We report on a 17 year old male who was referred to the general cardiology clinic with symptoms of exertional fatigue and breathlessness. Transthoracic echocardiogram performed as part of the workup led to the diagnosis of Ebstein’s anomaly. In addition to the characteristic features of this congenital abnormality there was significant dilatation of the right atrium with resultant leftward bulging of the intraventricular septum.
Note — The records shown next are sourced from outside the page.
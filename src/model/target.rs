use serde::{Deserialize, Serialize};

/// Scheme added to targets given without one.
pub const DEFAULT_SCHEME: &str = "http://";

/// A URL or hostname submitted for analysis.
///
/// Targets are trimmed and given a default scheme on construction and
/// never change afterward.
#[derive(Debug, Clone, PartialEq, Eq, Hash, PartialOrd, Ord, Serialize, Deserialize)]
#[serde(transparent)]
pub struct Target(String);

impl Target {
    /// Normalizes `raw` into a target. Returns `None` for blank input.
    pub fn parse(raw: &str) -> Option<Self> {
        let trimmed = raw.trim();
        if trimmed.is_empty() {
            return None;
        }

        if has_scheme(trimmed) {
            Some(Self(trimmed.to_string()))
        } else {
            Some(Self(format!("{}{}", DEFAULT_SCHEME, trimmed)))
        }
    }

    pub fn as_str(&self) -> &str {
        &self.0
    }
}

fn has_scheme(s: &str) -> bool {
    match s.find("://") {
        Some(pos) if pos > 0 => s[..pos]
            .chars()
            .all(|c| c.is_ascii_alphanumeric() || c == '+' || c == '-' || c == '.'),
        _ => false,
    }
}

impl std::fmt::Display for Target {
    fn fmt(&self, f: &mut std::fmt::Formatter<'_>) -> std::fmt::Result {
        f.write_str(&self.0)
    }
}

impl AsRef<str> for Target {
    fn as_ref(&self) -> &str {
        &self.0
    }
}
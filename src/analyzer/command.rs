use crate::error::{AnalysisError, SetupError};
use crate::model::{Analysis, Finding, Target, Visit};
use async_trait::async_trait;
use serde::de::{Deserializer, MapAccess, Visitor};
use serde::Deserialize;
use std::fmt;
use std::path::Path;
use tokio::process::Command;
use tracing::debug;

/// Runs an external analyzer and parses its JSON report.
///
/// The command line is `<command> <target> <args>`. The process is killed if
/// the analysis is abandoned (timeout or interrupt).
pub struct CommandAnalyzer {
    program: String,
    leading_args: Vec<String>,
    trailing_args: Vec<String>,
}

#[derive(Deserialize)]
struct Report {
    #[serde(default, deserialize_with = "ordered_urls")]
    urls: Vec<(String, UrlInfo)>,
    #[serde(default, alias = "applications")]
    technologies: Vec<Technology>,
}

#[derive(Deserialize)]
struct UrlInfo {
    #[serde(default)]
    status: Option<u16>,
}

#[derive(Deserialize)]
struct Technology {
    name: String,
    #[serde(default)]
    version: Option<String>,
}

impl CommandAnalyzer {
    /// Parses `command` and `args` with shell quoting rules.
    ///
    /// # Errors
    ///
    /// Returns [`SetupError::InvalidCommand`] when either string has
    /// unbalanced quotes or `command` is empty.
    pub fn new(command: &str, args: &str) -> Result<Self, SetupError> {
        let mut parts = shlex::split(command)
            .ok_or_else(|| SetupError::InvalidCommand(command.to_string()))?;
        if parts.is_empty() {
            return Err(SetupError::InvalidCommand("empty command".to_string()));
        }
        let program = parts.remove(0);

        let trailing_args = shlex::split(args)
            .ok_or_else(|| SetupError::InvalidCommand(args.to_string()))?;

        Ok(Self {
            program,
            leading_args: parts,
            trailing_args,
        })
    }

    pub fn program(&self) -> &str {
        &self.program
    }

    fn command_line(&self, target: &Target) -> Vec<String> {
        let mut args = self.leading_args.clone();
        args.push(target.to_string());
        args.extend(self.trailing_args.iter().cloned());
        args
    }
}

#[async_trait]
impl super::Analyzer for CommandAnalyzer {
    fn name(&self) -> &'static str {
        "External Command"
    }

    fn is_available(&self) -> bool {
        find_program(&self.program)
    }

    async fn analyze(&self, target: &Target) -> Result<Analysis, AnalysisError> {
        let args = self.command_line(target);
        debug!(program = %self.program, ?args, "running analyzer");

        let output = Command::new(&self.program)
            .args(&args)
            .kill_on_drop(true)
            .output()
            .await
            .map_err(|e| match e.kind() {
                std::io::ErrorKind::NotFound | std::io::ErrorKind::PermissionDenied => {
                    AnalysisError::Unavailable(format!("{}: {}", self.program, e))
                }
                _ => AnalysisError::Execution(format!("failed to run {}: {}", self.program, e)),
            })?;

        let stdout = String::from_utf8_lossy(&output.stdout);
        debug!(target = %target, stdout = %stdout, "analyzer output");

        if !output.status.success() {
            let stderr = String::from_utf8_lossy(&output.stderr);
            return Err(AnalysisError::Execution(format!(
                "{} exited with {}: {}{}",
                self.program,
                output.status,
                stdout.trim(),
                stderr.trim()
            )));
        }

        parse_report(&stdout, target)
    }
}

/// Converts the analyzer's JSON report into an [`Analysis`].
pub(crate) fn parse_report(json: &str, target: &Target) -> Result<Analysis, AnalysisError> {
    let report: Report = serde_json::from_str(json)
        .map_err(|e| AnalysisError::Execution(format!("unparseable analyzer output: {}", e)))?;

    let findings = report
        .technologies
        .into_iter()
        .map(|t| Finding::new(t.name, t.version.as_deref(), target.clone()))
        .collect();

    let visits = report
        .urls
        .into_iter()
        .map(|(url, info)| Visit::new(url, info.status))
        .collect();

    Ok(Analysis::new(findings).with_visits(visits))
}

/// Reads a JSON object into a list, keeping the document's key order.
fn ordered_urls<'de, D>(deserializer: D) -> Result<Vec<(String, UrlInfo)>, D::Error>
where
    D: Deserializer<'de>,
{
    struct OrderedVisitor;

    impl<'de> Visitor<'de> for OrderedVisitor {
        type Value = Vec<(String, UrlInfo)>;

        fn expecting(&self, f: &mut fmt::Formatter) -> fmt::Result {
            f.write_str("a map of url to url info")
        }

        fn visit_map<A: MapAccess<'de>>(self, mut map: A) -> Result<Self::Value, A::Error> {
            let mut entries = Vec::with_capacity(map.size_hint().unwrap_or(0));
            while let Some(entry) = map.next_entry()? {
                entries.push(entry);
            }
            Ok(entries)
        }
    }

    deserializer.deserialize_map(OrderedVisitor)
}

/// Returns true if `program` is a path to a file or is found in `PATH`.
fn find_program(program: &str) -> bool {
    let path = Path::new(program);
    if path.components().count() > 1 {
        return path.is_file();
    }

    let Some(paths) = std::env::var_os("PATH") else {
        return false;
    };

    std::env::split_paths(&paths).any(|dir| {
        let candidate = dir.join(program);
        candidate.is_file() || (cfg!(windows) && candidate.with_extension("exe").is_file())
    })
}
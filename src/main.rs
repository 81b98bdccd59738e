use anyhow::Result;
use clap::{Parser, Subcommand};
use indicatif::{ProgressBar, ProgressStyle};
use std::io::IsTerminal;
use std::path::PathBuf;
use std::process::ExitCode;
use std::time::Duration;
use techsweep::{
    aggregate::{aggregate, AggregateOptions, Aggregation},
    analyzer::{select_analyzer, Backend, CommandAnalyzer, HeaderAnalyzer},
    config::Config,
    orchestrator::{ctrl_c, spawn_exit_on, Orchestrator},
    output::{export, print_summary, ExportFormat},
    targets::read_targets,
    Analyzer,
};
use tracing_subscriber::EnvFilter;

/// Exit codes for scripting
mod exit_codes {
    pub const SUCCESS: u8 = 0;
    pub const ERROR: u8 = 1;
    pub const NO_RESULTS: u8 = 2;
    pub const INTERRUPTED: i32 = 130;
}

#[derive(Parser)]
#[command(name = "techsweep")]
#[command(
    author,
    version,
    about = "Run a technology analyzer over a list of URLs and merge the results into one table"
)]
struct Cli {
    #[command(subcommand)]
    command: Commands,
}

#[derive(Subcommand)]
enum Commands {
    /// Analyze every target in a file and export the merged results
    Scan {
        /// Input file, one target URL per line
        #[arg(short, long)]
        input: PathBuf,

        /// Output file; the format's extension is appended if missing
        #[arg(short, long, default_value = "TechsweepResults")]
        output: String,

        /// Output format (xlsx, csv, json)
        #[arg(short, long)]
        format: Option<String>,

        /// Analyzer backend
        #[arg(short, long, value_enum)]
        backend: Option<Backend>,

        /// Analyzer command line; the target URL is appended to it
        #[arg(short = 'w', long)]
        command: Option<String>,

        /// Arguments placed after the target URL
        #[arg(short = 'c', long, allow_hyphen_values = true)]
        command_args: Option<String>,

        /// Number of targets analyzed at the same time
        #[arg(short = 'a', long)]
        workers: Option<usize>,

        /// Per-target timeout in seconds
        #[arg(short, long)]
        timeout: Option<u64>,

        /// Leave out targets where nothing was detected
        #[arg(long)]
        drop_empty: bool,

        /// Log what the analyzer does
        #[arg(short, long)]
        verbose: bool,
    },

    /// List analyzer backends and whether they can run here
    Backends,

    /// Show or create config file
    Config {
        /// Generate default config file
        #[arg(long)]
        init: bool,

        /// Show config file path
        #[arg(long)]
        path: bool,
    },
}

struct ScanOptions {
    input: PathBuf,
    output: String,
    format: ExportFormat,
    backend: Backend,
    command: String,
    command_args: String,
    workers: usize,
    timeout: Duration,
    keep_empty: bool,
}

#[tokio::main]
async fn main() -> ExitCode {
    match run().await {
        Ok(code) => ExitCode::from(code),
        Err(e) => {
            eprintln!("Error: {:#}", e);
            ExitCode::from(exit_codes::ERROR)
        }
    }
}

async fn run() -> Result<u8> {
    let cli = Cli::parse();

    match cli.command {
        Commands::Scan {
            input,
            output,
            format,
            backend,
            command,
            command_args,
            workers,
            timeout,
            drop_empty,
            verbose,
        } => {
            init_logging(verbose);
            let config = Config::load().unwrap_or_else(|e| {
                eprintln!("Ignoring unreadable config file: {:#}", e);
                Config::default()
            });

            let format_str = format.unwrap_or(config.default_format);
            let options = ScanOptions {
                input,
                output,
                format: format_str
                    .parse::<ExportFormat>()
                    .map_err(|e| anyhow::anyhow!(e))?,
                backend: backend.unwrap_or(config.backend),
                command: command.unwrap_or(config.command),
                command_args: command_args.unwrap_or(config.command_args),
                workers: workers.unwrap_or(config.workers),
                timeout: Duration::from_secs(timeout.unwrap_or(config.timeout_secs)),
                keep_empty: !drop_empty && config.keep_empty,
            };

            run_scan(options).await
        }
        Commands::Backends => {
            init_logging(false);
            list_backends()?;
            Ok(exit_codes::SUCCESS)
        }
        Commands::Config { init, path } => {
            handle_config(init, path)?;
            Ok(exit_codes::SUCCESS)
        }
    }
}

fn init_logging(verbose: bool) {
    let default_filter = if verbose { "techsweep=debug" } else { "techsweep=error" };
    let filter =
        EnvFilter::try_from_default_env().unwrap_or_else(|_| EnvFilter::new(default_filter));

    tracing_subscriber::fmt()
        .with_env_filter(filter)
        .with_writer(std::io::stderr)
        .with_target(false)
        .init();
}

async fn run_scan(options: ScanOptions) -> Result<u8> {
    let targets = read_targets(&options.input)?;
    println!("Loaded {} targets from {}", targets.len(), options.input.display());

    let analyzer = select_analyzer(options.backend, &options.command, &options.command_args)?;
    println!("Using analyzer: {}", analyzer.name());

    let mut orchestrator = Orchestrator::new(analyzer, options.workers, options.timeout)?;
    if std::io::stderr().is_terminal() {
        orchestrator = orchestrator.with_progress(progress_bar());
    }

    let report = orchestrator.run(targets, ctrl_c()).await;
    // The first Ctrl-C only stops the run; a second one aborts the export.
    spawn_exit_on(ctrl_c(), || {
        eprintln!("Interrupted again, exiting.");
        std::process::exit(exit_codes::INTERRUPTED);
    });

    let aggregation = aggregate(
        &report.outcomes,
        AggregateOptions {
            keep_empty: options.keep_empty,
        },
    );

    print_summary(&report, &aggregation);

    finish(&aggregation, options.format, &options.output)
}

/// Exports `aggregation` and picks the exit code. Nothing is written when
/// there are no usable results.
fn finish(aggregation: &Aggregation, format: ExportFormat, output: &str) -> Result<u8> {
    if aggregation.is_empty() {
        eprintln!("No valid results, quitting.");
        return Ok(exit_codes::NO_RESULTS);
    }

    let path = export(aggregation, format, output)?;
    println!("Results written to: {}", path.display());

    Ok(exit_codes::SUCCESS)
}

fn progress_bar() -> ProgressBar {
    let pb = ProgressBar::new(0);
    let style = ProgressStyle::default_bar()
        .template("{spinner:.green} [{bar:40.cyan/blue}] {pos}/{len} Analyzing targets... ({eta})")
        .map(|s| s.progress_chars("#>-"))
        .unwrap_or_else(|_| ProgressStyle::default_bar());
    pb.set_style(style);
    pb.enable_steady_tick(Duration::from_millis(100));
    pb
}

fn list_backends() -> Result<()> {
    let config = Config::load().unwrap_or_default();

    println!("Available backends:");
    println!();

    let command = CommandAnalyzer::new(&config.command, &config.command_args)?;
    let headers = HeaderAnalyzer::new()?;
    let backends: [(&str, &dyn Analyzer, String); 2] = [
        ("command", &command, config.command.clone()),
        ("headers", &headers, "Server / X-Powered-By response headers".to_string()),
    ];

    for (id, analyzer, detail) in backends {
        let available = if analyzer.is_available() { "yes" } else { "no" };

        println!("  {:<12} {:<25} [available: {}]", id, analyzer.name(), available);
        println!("  {:<12} Uses: {}", "", detail);
        println!();
    }

    Ok(())
}

fn handle_config(init: bool, show_path: bool) -> Result<()> {
    let config_path = Config::config_path();

    if show_path {
        println!("{}", config_path.display());
        return Ok(());
    }

    if init {
        if config_path.exists() {
            println!("Config file already exists at: {}", config_path.display());
            return Ok(());
        }

        let config = Config::default();
        config.save()?;
        println!("Created config file at: {}", config_path.display());
        println!();
        println!("Default configuration:");
        println!("{}", Config::generate_default_config()?);
        return Ok(());
    }

    // Show current config
    if config_path.exists() {
        let content = std::fs::read_to_string(&config_path)?;
        println!("Config file: {}", config_path.display());
        println!();
        println!("{}", content);
    } else {
        println!("No config file found.");
        println!("Run 'techsweep config --init' to create one.");
        println!();
        println!("Config path: {}", config_path.display());
    }

    Ok(())
}
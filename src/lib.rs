pub mod aggregate;
pub mod analyzer;
pub mod config;
pub mod error;
pub mod model;
pub mod orchestrator;
pub mod output;
pub mod targets;

pub use aggregate::{aggregate, Aggregation, NormalizedRecord};
pub use analyzer::Analyzer;
pub use config::Config;
pub use error::{AnalysisError, ExportError, SetupError};
pub use model::{Analysis, Finding, Outcome, Target, Visit};
pub use orchestrator::{Orchestrator, RunReport};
The anterior mitral valve leaflet was noted to be elongated with accessory chordal apparatus and demonstrated systolic anterior motion. Turbulence was noted in the left ventricular outflow tract leading to a degree of obstruction. Here we discuss the aetiology and mechanisms behind this unusual presentation.

Discussion

Ebstein’s anomaly arises due to chromosomal rearrangements affecting early morphogenesis of the right ventricle and tricuspid valve. Associations with other congenital defects such as interatrial communications are well documented. Less commonly the structural abnormalities of this condition lead to functional outflow tract obstruction. Whilst cases have previously described right ventricular outflow tract obstruction there are fewer reports of left ventricular outflow tract obstruction in this patient group. The structural defects that result in dilatation of the right atrium and the atrialised portion of the right ventricle can lead to leftward bulging of the interatrial septum. Turbulence can occur in the left ventricular outflow tract with resultant systolic anterior motion of the mitral valve in a mechanism similar to that encountered in hypertrophic cardiomyopathy. This may only become haemodynamically relevant during exertion.

Conclusion

In the absence of ventricular dysfunction, arrhythmias or syncope we suggest that it is reasonable to adopt an observational strategy to the management of these patients.

Background

Ebstein’s anomaly is a rare congenital cardiac defect that accounts for less than 1% of all cases of congenital heart disease. Indeed, by the 1950’s only 3 cases had been reported in medical literature [1]. Affecting approximately 1 in 200,000 live births this disorder is characterised by anatomical defects and dysfunction of the right ventricle and tricuspid valve. However, it is not uncommon for this disorder to be associated with other cardiac defects. Most commonly interatrial communications can be present in up to 94% of patients, this is followed in prevalence by mitral valve prolapse and left ventricular non-compaction [1,2,3]. Additionally, ventricular septal defects, pulmonary stenosis and pulmonary atresia have all been found to coexist in patients with Ebstein’s anomaly. As a result of these structural defects patients may suffer from functional impairment of the ventricles, valves and conduction system. Whilst right ventricular outflow tract obstruction has previously been described in these patients there are fewer reports of obstruction of the left ventricular outflow tract (LVOTO) [1, 2].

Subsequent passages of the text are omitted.